Antonio Ereditato, spokesman for the researchers, told Reuters that neutrinos pumped from CERN near Geneva to Gran Sasso in Italy had arrived 60 nanoseconds quicker than light, according to measurements taken over three years.
We have high confidence in our results. We have checked and rechecked for anything that could have distorted our measurements but we found nothing, Ereditato said. We now want colleagues to check them independently.
The claims of new discovery, if confirmed, have the potential to question Einstein's special theory of relativity, proposed in 1905, which says the speed of light is the same for all inertial observers regardless of the state of motion of the source and nothing (except hypothetical subatomic particles) can attain speeds higher than light.
The discovery of particles that attain faster-than-light speeds would upset Einstein's theory, which forms one of the fundamentals of the standard model of physics.
Physicists working on an experiment dubbed OPERA run jointly by the CERN particle research center near Geneva and the Gran Sasso Laboratory in central Italy found the particles by firing a total of 15,000 beams of neutrinos -- tiny particles that pervade the cosmos -- over three years from CERN toward Gran Sasso, 730 km (500 miles) away, where they were picked up by giant detectors.
Light would have covered the distance in around 2.4 thousandths of a second, but the neutrinos took 60 nanoseconds -- or 60 billionths of a second -- less than light beams would have taken, Reuters report stated.
It is a tiny difference, said Ereditato, who also works at Berne University in Switzerland, but conceptually it is incredibly important. The finding is so startling that, for the moment, everybody should be very prudent.

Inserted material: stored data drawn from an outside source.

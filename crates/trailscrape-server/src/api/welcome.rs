//! `GET /`: best-effort publication of the listening port.

use axum::extract::State;
use tokio::process::Command;

use super::AppState;

pub const WELCOME_PUBLIC: &str = "Welcome to Trailhead Scraper, the API endpoint is now public";
pub const WELCOME: &str = "Welcome to Trailhead Scraper";

/// How to make the listening port publicly visible in a hosted dev
/// environment (`gh codespace ports visibility <port>:public`).
#[derive(Debug, Clone)]
pub struct PortVisibility {
    pub gh_bin: String,
    pub repo: Option<String>,
    pub port: u16,
}

impl PortVisibility {
    #[must_use]
    pub fn from_app_config(config: &trailscrape_core::AppConfig) -> Self {
        Self {
            gh_bin: config.gh_bin.clone(),
            repo: config.codespace_repo.clone(),
            port: config.bind_addr.port(),
        }
    }

    /// Runs the visibility command and reports whether it succeeded.
    ///
    /// Never fails: a missing repository, a missing binary and a non-zero
    /// exit all yield `false`.
    pub async fn publish(&self) -> bool {
        let Some(repo) = self.repo.as_deref() else {
            tracing::debug!("no codespace repository configured; skipping port visibility");
            return false;
        };

        let result = Command::new(&self.gh_bin)
            .args(["codespace", "ports", "visibility"])
            .arg(format!("{}:public", self.port))
            .args(["--repo", repo])
            .kill_on_drop(true)
            .output()
            .await;

        match result {
            Ok(output) if output.status.success() => {
                tracing::info!(port = self.port, repo, "port made public");
                true
            }
            Ok(output) => {
                tracing::debug!(
                    status = %output.status,
                    stderr = %String::from_utf8_lossy(&output.stderr).trim(),
                    "port visibility command failed"
                );
                false
            }
            Err(e) => {
                tracing::debug!(bin = %self.gh_bin, error = %e, "port visibility command not runnable");
                false
            }
        }
    }
}

pub(super) async fn welcome(State(state): State<AppState>) -> &'static str {
    if state.visibility.publish().await {
        WELCOME_PUBLIC
    } else {
        WELCOME
    }
}
use std::path::PathBuf;

use thiserror::Error;

#[derive(Debug, Error)]
pub enum StoreError {
    #[error("I/O error on store file {path}: {source}")]
    Io {
        path: PathBuf,
        #[source]
        source: std::io::Error,
    },

    #[error("store file {path} is not a valid profile map: {source}")]
    Corrupt {
        path: PathBuf,
        #[source]
        source: serde_json::Error,
    },

    #[error("failed to serialize profile map: {0}")]
    Serialize(#[from] serde_json::Error),
}
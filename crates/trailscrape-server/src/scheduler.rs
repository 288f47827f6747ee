//! Background job scheduler.
//!
//! Registers the optional scheduled refresh. Scheduled and on-demand batches
//! share one refresh gate, so a tick that lands during a running batch is
//! skipped rather than queued.

use std::sync::Arc;

use tokio_cron_scheduler::{Job, JobScheduler, JobSchedulerError};
use trailscrape_core::{ExtractionStatus, RefreshSchedule};
use trailscrape_scraper::{ProgressEvent, RefreshOrchestrator};

/// Builds and starts the background job scheduler.
///
/// Returns the running [`JobScheduler`] handle, which must be kept alive for
/// the lifetime of the process. Dropping it shuts down all scheduled jobs.
///
/// # Errors
///
/// Returns [`JobSchedulerError`] if the scheduler cannot be initialised, the
/// cron expression is rejected, or the scheduler fails to start.
pub async fn build_scheduler(
    orchestrator: Arc<RefreshOrchestrator>,
    schedule: Option<&RefreshSchedule>,
) -> Result<JobScheduler, JobSchedulerError> {
    let scheduler = JobScheduler::new().await?;

    if let Some(schedule) = schedule {
        register_refresh_job(&scheduler, orchestrator, schedule).await?;
    } else {
        tracing::debug!("scheduler: no refresh schedule configured");
    }

    scheduler.start().await?;
    Ok(scheduler)
}

async fn register_refresh_job(
    scheduler: &JobScheduler,
    orchestrator: Arc<RefreshOrchestrator>,
    schedule: &RefreshSchedule,
) -> Result<(), JobSchedulerError> {
    let ids = Arc::new(schedule.ids.clone());

    let job = Job::new_async(schedule.cron.as_str(), move |_uuid, _lock| {
        let orchestrator = Arc::clone(&orchestrator);
        let ids = Arc::clone(&ids);

        Box::pin(async move {
            run_scheduled_refresh(&orchestrator, &ids).await;
        })
    })?;

    scheduler.add(job).await?;
    tracing::info!(cron = %schedule.cron, ids = schedule.ids.len(), "scheduler: refresh job registered");
    Ok(())
}

/// What a single scheduled tick did.
#[derive(Debug, Clone, Copy, PartialEq, Eq)]
pub enum ScheduledRun {
    /// Another batch held the gate.
    Skipped,
    Completed { refreshed: usize, degraded: usize },
}

/// Runs one scheduled batch to completion, or skips it if the gate is taken.
pub async fn run_scheduled_refresh(
    orchestrator: &RefreshOrchestrator,
    ids: &[String],
) -> ScheduledRun {
    let Ok(mut run) = orchestrator.start(ids.to_vec()) else {
        tracing::info!("scheduler: refresh already in progress; skipping tick");
        return ScheduledRun::Skipped;
    };

    tracing::info!(ids = ids.len(), "scheduler: starting refresh run");
    let mut refreshed = 0;
    let mut degraded = 0;
    while let Some(event) = run.progress.recv().await {
        if let ProgressEvent::Finished { status, .. } = event {
            refreshed += 1;
            if status != ExtractionStatus::Complete {
                degraded += 1;
            }
        }
    }
    if let Err(e) = run.task.await {
        tracing::error!(error = %e, "scheduler: refresh task ended abnormally");
    }
    tracing::info!(refreshed, degraded, "scheduler: refresh run complete");
    ScheduledRun::Completed {
        refreshed,
        degraded,
    }
}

Under the special theory of relativity, a particle (that has mass) with subluminal velocity needs infinite energy to accelerate to the speed of light, although special relativity does not forbid the existence of particles that travel faster than light at all times, for instance tachyons. A tachyon is a hypothetical subatomic particle that moves faster than light. In the language of special relativity, a tachyon would be a particle with space-like four-momentum and imaginary proper time, which cannot slow down to subluminal speeds.